--- EXERCISE REQUIREMENTS ---
From the data below, retype exactly the lines starting with the one that contains "a blocking status." and ending with the one that contains "if !(self.is_blocked(direct.status) &&", both included.

(Items listed in a dataset)

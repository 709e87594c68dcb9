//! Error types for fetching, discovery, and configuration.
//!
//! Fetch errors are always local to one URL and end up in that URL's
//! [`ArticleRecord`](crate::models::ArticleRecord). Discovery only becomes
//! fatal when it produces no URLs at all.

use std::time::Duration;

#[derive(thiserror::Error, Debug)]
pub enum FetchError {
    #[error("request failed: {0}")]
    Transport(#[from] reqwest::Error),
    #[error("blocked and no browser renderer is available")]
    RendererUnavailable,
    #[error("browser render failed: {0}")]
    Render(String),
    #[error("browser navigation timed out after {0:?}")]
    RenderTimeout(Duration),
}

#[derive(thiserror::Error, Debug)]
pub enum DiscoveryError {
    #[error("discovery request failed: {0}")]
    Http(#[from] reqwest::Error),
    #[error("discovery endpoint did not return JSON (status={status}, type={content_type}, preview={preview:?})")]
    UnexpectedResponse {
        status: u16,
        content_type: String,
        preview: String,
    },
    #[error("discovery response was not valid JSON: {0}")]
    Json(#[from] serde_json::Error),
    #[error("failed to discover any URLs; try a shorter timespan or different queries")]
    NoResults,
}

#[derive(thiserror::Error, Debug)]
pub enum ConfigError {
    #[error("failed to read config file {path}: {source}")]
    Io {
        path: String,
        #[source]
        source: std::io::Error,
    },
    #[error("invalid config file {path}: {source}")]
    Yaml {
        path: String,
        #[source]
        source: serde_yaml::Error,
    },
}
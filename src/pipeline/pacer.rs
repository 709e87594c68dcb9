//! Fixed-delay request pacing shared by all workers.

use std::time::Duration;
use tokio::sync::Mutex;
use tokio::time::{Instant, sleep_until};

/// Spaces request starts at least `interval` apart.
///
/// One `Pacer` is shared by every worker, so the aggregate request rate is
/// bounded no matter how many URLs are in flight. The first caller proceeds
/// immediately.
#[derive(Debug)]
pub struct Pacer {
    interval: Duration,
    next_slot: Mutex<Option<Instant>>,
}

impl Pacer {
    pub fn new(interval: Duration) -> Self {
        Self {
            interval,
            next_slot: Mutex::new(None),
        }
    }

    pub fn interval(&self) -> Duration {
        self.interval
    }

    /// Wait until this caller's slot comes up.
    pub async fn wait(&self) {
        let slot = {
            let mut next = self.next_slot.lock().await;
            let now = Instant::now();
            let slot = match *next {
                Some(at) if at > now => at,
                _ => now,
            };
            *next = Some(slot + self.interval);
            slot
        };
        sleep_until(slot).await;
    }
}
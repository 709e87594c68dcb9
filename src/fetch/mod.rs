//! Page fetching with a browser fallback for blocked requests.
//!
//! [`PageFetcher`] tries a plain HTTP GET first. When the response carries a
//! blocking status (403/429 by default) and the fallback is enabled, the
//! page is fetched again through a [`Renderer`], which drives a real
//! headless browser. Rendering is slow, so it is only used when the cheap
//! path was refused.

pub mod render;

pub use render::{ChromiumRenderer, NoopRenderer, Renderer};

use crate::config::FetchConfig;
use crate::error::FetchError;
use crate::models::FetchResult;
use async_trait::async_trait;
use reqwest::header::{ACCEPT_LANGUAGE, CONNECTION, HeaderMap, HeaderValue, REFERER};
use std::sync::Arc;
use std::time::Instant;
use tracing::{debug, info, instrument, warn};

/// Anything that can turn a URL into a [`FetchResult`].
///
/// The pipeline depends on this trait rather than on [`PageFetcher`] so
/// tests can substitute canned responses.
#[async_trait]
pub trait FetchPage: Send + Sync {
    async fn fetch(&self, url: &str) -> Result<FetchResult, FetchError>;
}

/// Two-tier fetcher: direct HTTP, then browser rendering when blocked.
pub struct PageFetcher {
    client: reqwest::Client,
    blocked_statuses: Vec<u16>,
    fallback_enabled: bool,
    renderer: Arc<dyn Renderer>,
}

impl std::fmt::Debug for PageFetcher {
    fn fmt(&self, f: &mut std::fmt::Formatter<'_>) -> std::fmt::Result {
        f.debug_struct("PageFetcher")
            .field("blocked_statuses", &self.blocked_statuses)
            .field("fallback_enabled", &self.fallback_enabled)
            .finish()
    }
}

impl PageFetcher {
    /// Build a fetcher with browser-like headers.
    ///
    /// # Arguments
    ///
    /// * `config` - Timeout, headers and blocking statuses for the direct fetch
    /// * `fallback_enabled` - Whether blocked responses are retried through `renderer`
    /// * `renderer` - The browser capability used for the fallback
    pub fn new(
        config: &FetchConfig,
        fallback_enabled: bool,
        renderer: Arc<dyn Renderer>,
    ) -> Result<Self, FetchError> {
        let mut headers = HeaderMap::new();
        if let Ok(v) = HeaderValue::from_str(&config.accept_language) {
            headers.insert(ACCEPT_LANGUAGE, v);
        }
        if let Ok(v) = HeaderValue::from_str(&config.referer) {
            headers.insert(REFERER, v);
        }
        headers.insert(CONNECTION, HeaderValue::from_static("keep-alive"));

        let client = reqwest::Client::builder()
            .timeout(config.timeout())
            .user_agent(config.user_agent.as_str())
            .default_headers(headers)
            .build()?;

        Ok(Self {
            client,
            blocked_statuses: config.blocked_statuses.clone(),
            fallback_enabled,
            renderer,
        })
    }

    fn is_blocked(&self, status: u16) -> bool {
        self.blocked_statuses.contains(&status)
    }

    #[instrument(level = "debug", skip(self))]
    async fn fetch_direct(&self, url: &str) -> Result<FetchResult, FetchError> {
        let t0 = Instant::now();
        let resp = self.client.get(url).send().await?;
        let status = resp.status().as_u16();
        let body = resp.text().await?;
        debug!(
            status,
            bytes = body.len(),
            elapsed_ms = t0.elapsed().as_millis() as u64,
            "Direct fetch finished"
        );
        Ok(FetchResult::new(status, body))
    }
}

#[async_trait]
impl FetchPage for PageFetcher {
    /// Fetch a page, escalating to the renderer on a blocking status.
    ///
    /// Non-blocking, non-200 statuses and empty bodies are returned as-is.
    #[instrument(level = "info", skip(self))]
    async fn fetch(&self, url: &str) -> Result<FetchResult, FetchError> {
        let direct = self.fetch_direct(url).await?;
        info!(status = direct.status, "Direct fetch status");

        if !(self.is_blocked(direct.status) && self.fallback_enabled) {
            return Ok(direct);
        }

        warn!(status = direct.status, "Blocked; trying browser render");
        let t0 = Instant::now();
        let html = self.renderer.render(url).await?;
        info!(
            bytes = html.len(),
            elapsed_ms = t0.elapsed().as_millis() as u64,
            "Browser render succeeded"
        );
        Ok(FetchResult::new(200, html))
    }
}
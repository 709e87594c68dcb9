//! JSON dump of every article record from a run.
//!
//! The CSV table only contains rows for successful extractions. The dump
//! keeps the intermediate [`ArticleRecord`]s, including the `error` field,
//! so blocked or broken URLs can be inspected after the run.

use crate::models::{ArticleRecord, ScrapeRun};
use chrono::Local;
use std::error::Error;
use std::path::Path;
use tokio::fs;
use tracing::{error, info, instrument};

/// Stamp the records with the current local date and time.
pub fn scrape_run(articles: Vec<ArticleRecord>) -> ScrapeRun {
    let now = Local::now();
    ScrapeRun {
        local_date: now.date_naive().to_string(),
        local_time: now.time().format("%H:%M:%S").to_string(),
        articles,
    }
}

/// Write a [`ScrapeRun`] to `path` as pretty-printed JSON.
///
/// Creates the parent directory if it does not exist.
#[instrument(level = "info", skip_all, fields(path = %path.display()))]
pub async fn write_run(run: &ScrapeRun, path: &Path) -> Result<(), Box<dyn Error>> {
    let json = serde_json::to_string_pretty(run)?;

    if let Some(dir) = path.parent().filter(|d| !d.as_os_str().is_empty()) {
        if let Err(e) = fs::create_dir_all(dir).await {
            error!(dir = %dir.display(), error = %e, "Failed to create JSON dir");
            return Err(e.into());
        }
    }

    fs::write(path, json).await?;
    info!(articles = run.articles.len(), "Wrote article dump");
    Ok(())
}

--- RESULT ---
    /// Fetch a page, escalating to the renderer on a blocking status.
    ///
    /// Non-blocking, non-200 statuses and empty bodies are returned as-is.
    #[instrument(level = "info", skip(self))]
    async fn fetch(&self, url: &str) -> Result<FetchResult, FetchError> {
        let direct = self.fetch_direct(url).await?;
        info!(status = direct.status, "Direct fetch status");

        if !(self.is_blocked(direct.status) && self.fallback_enabled) {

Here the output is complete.